Amberley District State School teacher Christine New uses a Baha, or Bone Anchored Hearing Aid, to help her keep teaching her prep students, including Lily Goulding (left) and Matarna Ashworth. David Nielsen

Hearing aid helps educator keep doing what she loves

CHRISTINE New jokes that there are times she wishes she could switch it off but she seriously couldn't live without her Baha.

Mrs New has a Baha (Bone Anchored Hearing Aid) and it has helped her to keep teaching.

The Amberley District State School prep teacher has been an early childhood teacher for 34 years.

The Baha sound processor is attached to the skull and converts sound waves to vibrations in the cochlear that are read by the brain. Mrs New has had hearing aids for about 20 years after losing her hearing through infection and has a Baha on her right side.

"I got my first hearing aid in my early 30s and then went to two hearing aids and then I went to the Baha and I still wear a behind the ear hearing aid on the other side," she said. "The reason I needed it is that because of infection I could no longer wear a hearing aid.

"This is a little bit different to the cochlear implant because the cochlear is still working but at the start, it's like you're listening inside a bubble, but it's quite subtle and it's a better sound in your head."

Having the Baha helps her keep working where noises - especially voices - fly thick and fast.

"It helps in the classroom," she said. "I can work out which child's talking to me and what they're saying."

But after teaching preschool, prep and grades one, two and three, are there times she'd like to turn off her hearing aids?
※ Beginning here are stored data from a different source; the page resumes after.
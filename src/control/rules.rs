//! Stateless per-cycle rules for the grow-lights and the PDLC film.
//!
//! Each rule issues at most one actuator call per cycle, and only on a
//! state change.  The returned value is the new state when a call was made.

use crate::app::ports::{ActuatorPort, ActuatorState};
use crate::config::ControlConfig;

use super::daylight::UvDose;

/// Lights mirror the daylight flag directly (no hysteresis).
pub fn apply_lights(lights: &mut impl ActuatorPort, daylight: bool) -> Option<ActuatorState> {
    drive(lights, ActuatorState::from(daylight))
}

/// PDLC is opaque (On) during daylight once any accumulated UV dose
/// exceeds its threshold, clear (Off) otherwise.  Always Off at night.
pub fn apply_pdlc(
    pdlc: &mut impl ActuatorPort,
    daylight: bool,
    dose: &UvDose,
    config: &ControlConfig,
) -> Option<ActuatorState> {
    let want_on = daylight && dose.above_threshold(config);
    drive(pdlc, ActuatorState::from(want_on))
}

/// Move `port` to `target` if it is not already there.
pub fn drive(port: &mut impl ActuatorPort, target: ActuatorState) -> Option<ActuatorState> {
    if port.current_state() == target {
        return None;
    }
    match target {
        ActuatorState::On => port.turn_on(),
        ActuatorState::Off => port.turn_off(),
    }
    Some(target)
}
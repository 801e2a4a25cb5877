//! Centralized configuration for appdrawer.
//!
//! Constants live on [`AppConfig`]. Everything that varies per user or per
//! test (directories, marker key) lives on [`DrawerContext`], which is passed
//! explicitly to the parser, writer and enumerator.

use crate::error::Result;
use crate::platform;
use std::path::{Path, PathBuf};

/// Application-level configuration.
pub struct AppConfig;

impl AppConfig {
    /// Private key that tags entries created or imported by this tool.
    pub const MARKER_KEY: &'static str = "X-Custom-Added";
    pub const MARKER_VALUE: &'static str = "1";

    pub const DESKTOP_SECTION: &'static str = "Desktop Entry";
    pub const DESKTOP_EXTENSION: &'static str = "desktop";
    pub const ENTRY_TYPE: &'static str = "Application";

    /// Stem used when a launcher name has no filename-safe characters.
    pub const FALLBACK_STEM: &'static str = "custom";

    pub const ICON_BUCKET: &'static str = "128x128";
    pub const DEFAULT_ICON_EXTENSION: &'static str = "png";

    pub const IMPORT_PREFIX: &'static str = "imported";
    pub const IMPORT_TIMESTAMP_FORMAT: &'static str = "%Y%m%d%H%M%S";

    pub const DESCRIPTOR_MODE: u32 = 0o644;
}

/// Directories and marker shared by every operation.
#[derive(Debug, Clone, PartialEq, Eq)]
pub struct DrawerContext {
    apps_dir: PathBuf,
    icon_dir: PathBuf,
    marker_key: String,
    marker_value: String,
}

impl DrawerContext {
    /// Create a context over explicit directories with the default marker.
    pub fn new(apps_dir: impl Into<PathBuf>, icon_dir: impl Into<PathBuf>) -> Self {
        Self {
            apps_dir: apps_dir.into(),
            icon_dir: icon_dir.into(),
            marker_key: AppConfig::MARKER_KEY.to_string(),
            marker_value: AppConfig::MARKER_VALUE.to_string(),
        }
    }

    /// Resolve the per-user launcher and icon directories.
    pub fn from_home() -> Result<Self> {
        Ok(Self::new(
            platform::apps_dir()?,
            platform::icon_staging_dir()?,
        ))
    }

    /// Override the marker that identifies managed entries.
    pub fn with_marker(mut self, key: impl Into<String>, value: impl Into<String>) -> Self {
        self.marker_key = key.into();
        self.marker_value = value.into();
        self
    }

    pub fn with_apps_dir(mut self, apps_dir: impl Into<PathBuf>) -> Self {
        self.apps_dir = apps_dir.into();
        self
    }

    pub fn with_icon_dir(mut self, icon_dir: impl Into<PathBuf>) -> Self {
        self.icon_dir = icon_dir.into();
        self
    }

    /// Directory holding the managed `*.desktop` files.
    pub fn apps_dir(&self) -> &Path {
        &self.apps_dir
    }

    /// Icon-theme bucket that staged icons are copied into.
    pub fn icon_dir(&self) -> &Path {
        &self.icon_dir
    }

    pub fn marker_key(&self) -> &str {
        &self.marker_key
    }

    pub fn marker_value(&self) -> &str {
        &self.marker_value
    }

    /// The `key=value` line written into every managed descriptor.
    pub fn marker_line(&self) -> String {
        format!("{}={}", self.marker_key, self.marker_value)
    }
}

#[cfg(test)]
mod tests {
    use super::*;

    #[test]
    fn test_default_marker() {
        let ctx = DrawerContext::new("/tmp/apps", "/tmp/icons");
        assert_eq!(ctx.marker_key(), "X-Custom-Added");
        assert_eq!(ctx.marker_value(), "1");
        assert_eq!(ctx.marker_line(), "X-Custom-Added=1");
    }

    #[test]
    fn test_overrides() {
        let ctx = DrawerContext::new("/a", "/b")
            .with_marker("X-Mine", "yes")
            .with_apps_dir("/c");
        assert_eq!(ctx.apps_dir(), Path::new("/c"));
        assert_eq!(ctx.icon_dir(), Path::new("/b"));
        assert_eq!(ctx.marker_line(), "X-Mine=yes");
    }

    #[cfg(target_os = "linux")]
    #[test]
    fn test_from_home_layout() {
        if let Ok(ctx) = DrawerContext::from_home() {
            assert!(ctx.apps_dir().ends_with(".local/share/applications"));
            assert!(ctx.icon_dir().ends_with("icons/hicolor/128x128/apps"));
        }
    }
}
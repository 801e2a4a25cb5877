//! Platform-specific file permission handling.

use crate::error::{DrawerError, Result};
use std::path::Path;
use tracing::debug;

/// Add user/group/other execute bits to a file's existing mode.
///
/// # Platform Behavior
/// - **Unix**: `mode | 0o111`, other bits are left alone
/// - **Windows**: No-op (executability is determined by extension)
pub fn add_execute_bits(path: &Path) -> Result<()> {
    #[cfg(unix)]
    {
        use std::os::unix::fs::PermissionsExt;
        let metadata =
            std::fs::metadata(path).map_err(|e| DrawerError::io_with_path(e, path))?;
        let mut permissions = metadata.permissions();
        permissions.set_mode(permissions.mode() | 0o111);
        std::fs::set_permissions(path, permissions)
            .map_err(|e| DrawerError::io_with_path(e, path))?;
        debug!("Added execute bits on: {}", path.display());
    }

    #[cfg(windows)]
    {
        debug!("Skipping execute bits on Windows for: {}", path.display());
    }

    Ok(())
}

/// Check if a file has any execute bit set.
///
/// Missing files are reported as not executable.
pub fn is_executable(path: &Path) -> bool {
    #[cfg(unix)]
    {
        use std::os::unix::fs::PermissionsExt;
        std::fs::metadata(path)
            .map(|metadata| metadata.permissions().mode() & 0o111 != 0)
            .unwrap_or(false)
    }

    #[cfg(windows)]
    {
        if let Some(ext) = path.extension() {
            let ext_lower = ext.to_string_lossy().to_lowercase();
            matches!(ext_lower.as_str(), "exe" | "bat" | "cmd" | "ps1" | "com")
        } else {
            false
        }
    }
}

/// Set a file's permission bits outright.
pub fn set_mode(path: &Path, mode: u32) -> Result<()> {
    #[cfg(unix)]
    {
        use std::os::unix::fs::PermissionsExt;
        std::fs::set_permissions(path, std::fs::Permissions::from_mode(mode))
            .map_err(|e| DrawerError::io_with_path(e, path))?;
        debug!("Set mode {:o} on: {}", mode, path.display());
    }

    #[cfg(windows)]
    {
        let _ = mode;
        debug!("Skipping mode change on Windows for: {}", path.display());
    }

    Ok(())
}
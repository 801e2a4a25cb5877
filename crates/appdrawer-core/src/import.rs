//! Importing existing descriptor files.
//!
//! An import copies the file as-is into the managed directory and tags it
//! with the marker. Nothing else in the file is parsed or validated.
//!
//! Name clashes are resolved with a timestamp prefix
//! (`imported-20240131120000-app.desktop`), unlike the numeric suffix used
//! when creating entries.

use crate::config::{AppConfig, DrawerContext};
use crate::error::{DrawerError, Result};
use crate::writer::write_descriptor_file;
use chrono::{DateTime, Local, TimeZone};
use std::fmt::Display;
use std::fs;
use std::path::{Path, PathBuf};
use tracing::{debug, info};

/// Name of the section a header line opens, if it is one.
fn section_header(line: &str) -> Option<&str> {
    line.trim_end()
        .strip_prefix('[')
        .and_then(|l| l.strip_suffix(']'))
}

/// Lines paired with whether they sit inside `[Desktop Entry]`.
fn entry_section_lines(contents: &str) -> impl Iterator<Item = (&str, bool)> {
    let mut in_entry = false;
    contents.split_inclusive('\n').map(move |line| {
        if let Some(name) = section_header(line) {
            in_entry = name == AppConfig::DESKTOP_SECTION;
            return (line, false);
        }
        (line, in_entry)
    })
}

fn is_key_line(line: &str, key: &str) -> bool {
    line.split_once('=').is_some_and(|(k, _)| k.trim() == key)
}

/// Value the entry section assigns to `key`, last assignment winning.
fn marker_value<'a>(contents: &'a str, key: &str) -> Option<&'a str> {
    entry_section_lines(contents)
        .filter(|(_, in_entry)| *in_entry)
        .filter_map(|(line, _)| line.split_once('='))
        .filter(|(k, _)| k.trim() == key)
        .map(|(_, v)| v.trim())
        .last()
}

/// Tag descriptor text with the marker line.
///
/// Contents whose `[Desktop Entry]` section already carries the marker are
/// returned unchanged, so the marker never appears twice. A marker key in
/// that section holding some other value is rewritten in place. Otherwise
/// the marker goes right after the `[Desktop Entry]` header, or at the end
/// when there is no header. Marker keys in other sections are left alone.
pub fn inject_marker(contents: &str, ctx: &DrawerContext) -> String {
    let marker = ctx.marker_line();
    match marker_value(contents, ctx.marker_key()) {
        Some(value) if value == ctx.marker_value() => return contents.to_string(),
        Some(_) => return replace_marker_lines(contents, ctx.marker_key(), &marker),
        None => {}
    }

    let mut out = String::with_capacity(contents.len() + marker.len() + 2);
    let mut injected = false;

    for line in contents.split_inclusive('\n') {
        out.push_str(line);
        if !injected && section_header(line) == Some(AppConfig::DESKTOP_SECTION) {
            if !line.ends_with('\n') {
                out.push('\n');
            }
            out.push_str(&marker);
            out.push('\n');
            injected = true;
        }
    }

    if !injected {
        if !out.is_empty() && !out.ends_with('\n') {
            out.push('\n');
        }
        out.push_str(&marker);
        out.push('\n');
    }

    out
}

fn replace_marker_lines(contents: &str, key: &str, marker: &str) -> String {
    entry_section_lines(contents)
        .map(|(line, in_entry)| {
            if in_entry && is_key_line(line, key) {
                let ending = &line[line.trim_end_matches(['\r', '\n']).len()..];
                format!("{}{}", marker, ending)
            } else {
                line.to_string()
            }
        })
        .collect()
}

/// Target path for an imported file, never an existing one.
pub fn import_target_path(apps_dir: &Path, file_name: &str, stamp: &impl Display) -> PathBuf {
    let direct = apps_dir.join(file_name);
    if !direct.exists() {
        return direct;
    }

    let prefix = format!("{}-{}", AppConfig::IMPORT_PREFIX, stamp);
    let mut candidate = apps_dir.join(format!("{}-{}", prefix, file_name));
    let mut counter = 1u32;
    while candidate.exists() {
        candidate = apps_dir.join(format!("{}-{}-{}", prefix, counter, file_name));
        counter += 1;
    }
    candidate
}

/// Import a descriptor, stamping clashes with the current local time.
pub fn import_descriptor(ctx: &DrawerContext, source: &Path) -> Result<PathBuf> {
    import_descriptor_at(ctx, source, Local::now())
}

/// Import a descriptor using the given clock reading for clash names.
pub fn import_descriptor_at<Tz>(
    ctx: &DrawerContext,
    source: &Path,
    now: DateTime<Tz>,
) -> Result<PathBuf>
where
    Tz: TimeZone,
    Tz::Offset: Display,
{
    let file_name = source
        .file_name()
        .map(|name| name.to_string_lossy().into_owned())
        .ok_or_else(|| DrawerError::validation("source", "Choose a .desktop file"))?;

    let contents = fs::read_to_string(source).map_err(|e| DrawerError::Io {
        message: "read desktop file".to_string(),
        path: Some(source.to_path_buf()),
        source: Some(e),
    })?;

    let contents = inject_marker(&contents, ctx);
    let stamp = now.format(AppConfig::IMPORT_TIMESTAMP_FORMAT);
    let target = import_target_path(ctx.apps_dir(), &file_name, &stamp);
    debug!("Importing {} as {}", source.display(), target.display());

    write_descriptor_file(&target, &contents)?;
    info!("Imported {} to {}", source.display(), target.display());
    Ok(target)
}

#[cfg(test)]
mod tests {
    use super::*;
    use chrono::Utc;
    use tempfile::TempDir;

    fn context(temp_dir: &TempDir) -> DrawerContext {
        DrawerContext::new(temp_dir.path().join("apps"), temp_dir.path().join("icons"))
    }

    #[test]
    fn test_inject_marker_after_header() {
        let temp_dir = TempDir::new().unwrap();
        let ctx = context(&temp_dir);
        let text = "# hi\n[Desktop Entry]\nName=A\n[Desktop Action x]\nName=X\n";
        assert_eq!(
            inject_marker(text, &ctx),
            "# hi\n[Desktop Entry]\nX-Custom-Added=1\nName=A\n[Desktop Action x]\nName=X\n"
        );
    }

    #[test]
    fn test_inject_marker_without_header_or_newline() {
        let temp_dir = TempDir::new().unwrap();
        let ctx = context(&temp_dir);
        assert_eq!(inject_marker("Name=A", &ctx), "Name=A\nX-Custom-Added=1\n");
        assert_eq!(inject_marker("", &ctx), "X-Custom-Added=1\n");
        assert_eq!(
            inject_marker("[Desktop Entry]", &ctx),
            "[Desktop Entry]\nX-Custom-Added=1\n"
        );
    }

    #[test]
    fn test_inject_marker_keeps_existing_marker() {
        let temp_dir = TempDir::new().unwrap();
        let ctx = context(&temp_dir);
        let text = "[Desktop Entry]\nName=A\nX-Custom-Added = 1\n";
        assert_eq!(inject_marker(text, &ctx), text);
    }

    #[test]
    fn test_inject_marker_rewrites_other_value() {
        let temp_dir = TempDir::new().unwrap();
        let ctx = context(&temp_dir);
        let text = "[Desktop Entry]\r\nX-Custom-Added=0\r\nName=A\r\n";
        assert_eq!(
            inject_marker(text, &ctx),
            "[Desktop Entry]\r\nX-Custom-Added=1\r\nName=A\r\n"
        );
    }

    #[test]
    fn test_inject_marker_ignores_other_sections() {
        let temp_dir = TempDir::new().unwrap();
        let ctx = context(&temp_dir);
        let text = "[Desktop Entry]\nName=A\n[Desktop Action x]\nX-Custom-Added=1\n";
        assert_eq!(
            inject_marker(text, &ctx),
            "[Desktop Entry]\nX-Custom-Added=1\nName=A\n[Desktop Action x]\nX-Custom-Added=1\n"
        );

        let text = "[Desktop Entry]\nX-Custom-Added=0\n[Desktop Action x]\nX-Custom-Added=0\n";
        assert_eq!(
            inject_marker(text, &ctx),
            "[Desktop Entry]\nX-Custom-Added=1\n[Desktop Action x]\nX-Custom-Added=0\n"
        );
    }

    #[test]
    fn test_import_target_path_collision_uses_timestamp() {
        let temp_dir = TempDir::new().unwrap();
        let dir = temp_dir.path();
        assert_eq!(
            import_target_path(dir, "app.desktop", &"20240131120000"),
            dir.join("app.desktop")
        );

        fs::write(dir.join("app.desktop"), "").unwrap();
        let stamped = import_target_path(dir, "app.desktop", &"20240131120000");
        assert_eq!(stamped, dir.join("imported-20240131120000-app.desktop"));

        fs::write(&stamped, "").unwrap();
        assert_eq!(
            import_target_path(dir, "app.desktop", &"20240131120000"),
            dir.join("imported-20240131120000-1-app.desktop")
        );
    }

    #[test]
    fn test_import_descriptor_at() {
        let temp_dir = TempDir::new().unwrap();
        let ctx = context(&temp_dir);
        let source = temp_dir.path().join("tool.desktop");
        fs::write(&source, "[Desktop Entry]\nName=Tool\nExec=tool\n").unwrap();
        let now = Utc.with_ymd_and_hms(2024, 1, 31, 12, 0, 5).unwrap();

        let first = import_descriptor_at(&ctx, &source, now).unwrap();
        assert_eq!(first, ctx.apps_dir().join("tool.desktop"));

        let second = import_descriptor_at(&ctx, &source, now).unwrap();
        assert_eq!(
            second,
            ctx.apps_dir().join("imported-20240131120005-tool.desktop")
        );

        let contents = fs::read_to_string(&second).unwrap();
        assert_eq!(contents.matches("X-Custom-Added=1").count(), 1);
    }

    #[test]
    fn test_import_missing_source_is_io_error() {
        let temp_dir = TempDir::new().unwrap();
        let ctx = context(&temp_dir);
        let err = import_descriptor(&ctx, &temp_dir.path().join("missing.desktop")).unwrap_err();
        assert!(matches!(err, DrawerError::Io { .. }));
        assert!(!ctx.apps_dir().exists());
    }
}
"Yes," she said with a laugh. "And sometimes when you go home. You shouldn't do it because you don't take your ears off when you go home - but sometimes you feel like doing it.

"But it's best if you wear your hearing aids all the time during the day so you learn to filter out the sounds you don't want to hear; that's what the natural ear does."

She has been upfront about the Baha with her students who were keen to know all about it.

"A couple of them asked me whether I was a robot," she said. "They've made robots and put a Baha on the back of its head."

 

Hearing Awareness Week

  • Held this week, it aims to raise community awareness of hearing impairment and ways to protect your hearing.
  • It gives the 22% of Australians 15 and over who have a hearing impairment a chance to share their experience and help to create a greater understanding of their needs.